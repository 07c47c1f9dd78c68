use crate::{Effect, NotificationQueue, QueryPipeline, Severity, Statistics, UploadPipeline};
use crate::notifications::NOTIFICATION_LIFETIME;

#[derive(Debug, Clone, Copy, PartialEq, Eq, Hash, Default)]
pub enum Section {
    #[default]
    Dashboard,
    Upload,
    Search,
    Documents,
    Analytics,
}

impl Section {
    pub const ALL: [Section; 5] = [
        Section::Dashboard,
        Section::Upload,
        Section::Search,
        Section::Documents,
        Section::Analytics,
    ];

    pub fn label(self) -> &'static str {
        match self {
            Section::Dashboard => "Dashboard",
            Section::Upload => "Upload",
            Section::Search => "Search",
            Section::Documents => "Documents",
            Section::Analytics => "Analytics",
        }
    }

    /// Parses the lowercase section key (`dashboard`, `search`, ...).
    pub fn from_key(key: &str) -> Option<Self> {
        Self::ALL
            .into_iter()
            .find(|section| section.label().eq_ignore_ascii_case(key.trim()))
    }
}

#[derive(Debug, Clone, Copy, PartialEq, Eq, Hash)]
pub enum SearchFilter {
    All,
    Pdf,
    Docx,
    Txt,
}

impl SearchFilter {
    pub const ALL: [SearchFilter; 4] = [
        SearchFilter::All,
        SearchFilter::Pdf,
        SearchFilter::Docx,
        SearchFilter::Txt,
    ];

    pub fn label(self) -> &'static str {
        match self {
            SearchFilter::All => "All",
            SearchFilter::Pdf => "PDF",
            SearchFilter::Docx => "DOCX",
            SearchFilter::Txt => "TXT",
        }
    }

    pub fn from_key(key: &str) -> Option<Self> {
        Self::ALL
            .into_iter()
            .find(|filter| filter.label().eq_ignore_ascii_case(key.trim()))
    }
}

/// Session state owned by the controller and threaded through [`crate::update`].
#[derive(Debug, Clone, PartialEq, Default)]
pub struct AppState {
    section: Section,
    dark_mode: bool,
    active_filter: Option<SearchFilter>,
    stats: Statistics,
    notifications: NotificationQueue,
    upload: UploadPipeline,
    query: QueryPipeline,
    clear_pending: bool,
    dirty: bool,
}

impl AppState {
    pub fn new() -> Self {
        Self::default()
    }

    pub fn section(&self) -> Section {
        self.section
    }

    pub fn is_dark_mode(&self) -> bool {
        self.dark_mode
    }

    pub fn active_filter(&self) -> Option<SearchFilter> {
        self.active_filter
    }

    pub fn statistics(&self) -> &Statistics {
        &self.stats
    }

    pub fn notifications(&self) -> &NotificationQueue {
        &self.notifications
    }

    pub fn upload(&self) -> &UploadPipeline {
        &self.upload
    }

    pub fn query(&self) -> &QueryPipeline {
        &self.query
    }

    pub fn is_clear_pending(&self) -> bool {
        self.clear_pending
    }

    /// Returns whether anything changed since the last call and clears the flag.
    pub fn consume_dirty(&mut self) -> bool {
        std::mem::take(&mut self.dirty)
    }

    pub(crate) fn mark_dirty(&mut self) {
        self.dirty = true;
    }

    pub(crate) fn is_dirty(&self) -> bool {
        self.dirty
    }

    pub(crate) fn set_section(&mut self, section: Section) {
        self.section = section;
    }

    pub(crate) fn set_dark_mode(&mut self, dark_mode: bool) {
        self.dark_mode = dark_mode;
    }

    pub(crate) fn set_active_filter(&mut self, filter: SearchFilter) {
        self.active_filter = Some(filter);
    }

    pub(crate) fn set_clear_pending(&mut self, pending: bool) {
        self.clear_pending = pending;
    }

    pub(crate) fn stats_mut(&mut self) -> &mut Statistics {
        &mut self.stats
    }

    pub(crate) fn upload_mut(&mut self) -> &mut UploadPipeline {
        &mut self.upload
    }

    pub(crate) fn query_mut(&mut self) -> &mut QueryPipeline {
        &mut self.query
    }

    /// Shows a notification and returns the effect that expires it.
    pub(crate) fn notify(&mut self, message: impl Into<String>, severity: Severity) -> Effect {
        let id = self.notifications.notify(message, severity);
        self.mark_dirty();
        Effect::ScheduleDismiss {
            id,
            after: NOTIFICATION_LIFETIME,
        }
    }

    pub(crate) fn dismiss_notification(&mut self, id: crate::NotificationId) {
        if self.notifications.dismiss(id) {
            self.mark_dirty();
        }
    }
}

----

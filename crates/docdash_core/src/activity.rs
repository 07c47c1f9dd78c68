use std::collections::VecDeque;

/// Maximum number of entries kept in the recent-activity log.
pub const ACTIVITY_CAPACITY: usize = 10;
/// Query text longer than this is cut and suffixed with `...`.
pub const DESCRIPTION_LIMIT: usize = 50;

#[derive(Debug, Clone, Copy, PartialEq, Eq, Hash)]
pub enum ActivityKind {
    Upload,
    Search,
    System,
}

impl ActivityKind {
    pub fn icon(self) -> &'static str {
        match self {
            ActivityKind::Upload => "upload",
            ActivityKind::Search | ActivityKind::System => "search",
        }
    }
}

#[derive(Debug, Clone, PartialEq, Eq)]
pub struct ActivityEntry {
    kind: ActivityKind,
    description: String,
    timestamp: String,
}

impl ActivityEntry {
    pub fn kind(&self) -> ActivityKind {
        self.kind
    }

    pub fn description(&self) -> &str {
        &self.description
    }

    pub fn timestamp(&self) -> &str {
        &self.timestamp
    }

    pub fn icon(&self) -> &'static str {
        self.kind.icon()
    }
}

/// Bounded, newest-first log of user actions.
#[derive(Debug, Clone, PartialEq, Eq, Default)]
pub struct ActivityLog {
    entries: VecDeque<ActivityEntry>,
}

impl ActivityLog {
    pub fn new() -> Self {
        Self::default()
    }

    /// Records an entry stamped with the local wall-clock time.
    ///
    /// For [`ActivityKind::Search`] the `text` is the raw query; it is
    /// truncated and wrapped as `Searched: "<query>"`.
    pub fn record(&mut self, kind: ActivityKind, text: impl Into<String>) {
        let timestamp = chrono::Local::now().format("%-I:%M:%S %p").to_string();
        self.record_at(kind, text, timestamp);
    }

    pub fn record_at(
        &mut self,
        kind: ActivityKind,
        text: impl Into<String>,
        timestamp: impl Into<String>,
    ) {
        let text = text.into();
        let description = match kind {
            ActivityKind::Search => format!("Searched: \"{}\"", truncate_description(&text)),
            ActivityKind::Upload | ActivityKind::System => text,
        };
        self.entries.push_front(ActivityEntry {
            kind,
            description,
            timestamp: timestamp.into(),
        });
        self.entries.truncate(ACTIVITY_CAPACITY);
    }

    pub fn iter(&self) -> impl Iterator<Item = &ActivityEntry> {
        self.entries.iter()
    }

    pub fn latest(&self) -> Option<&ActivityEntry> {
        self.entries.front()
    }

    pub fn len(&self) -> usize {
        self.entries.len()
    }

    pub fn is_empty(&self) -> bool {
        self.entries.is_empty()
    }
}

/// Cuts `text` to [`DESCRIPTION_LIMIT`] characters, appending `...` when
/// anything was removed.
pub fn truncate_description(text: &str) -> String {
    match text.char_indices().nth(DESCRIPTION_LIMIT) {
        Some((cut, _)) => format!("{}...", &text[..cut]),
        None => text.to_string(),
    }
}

----

WORK REQUEST: Give the number of lines in the listing above that contain "Docx", and nothing else.

ANSWER SECTION: 3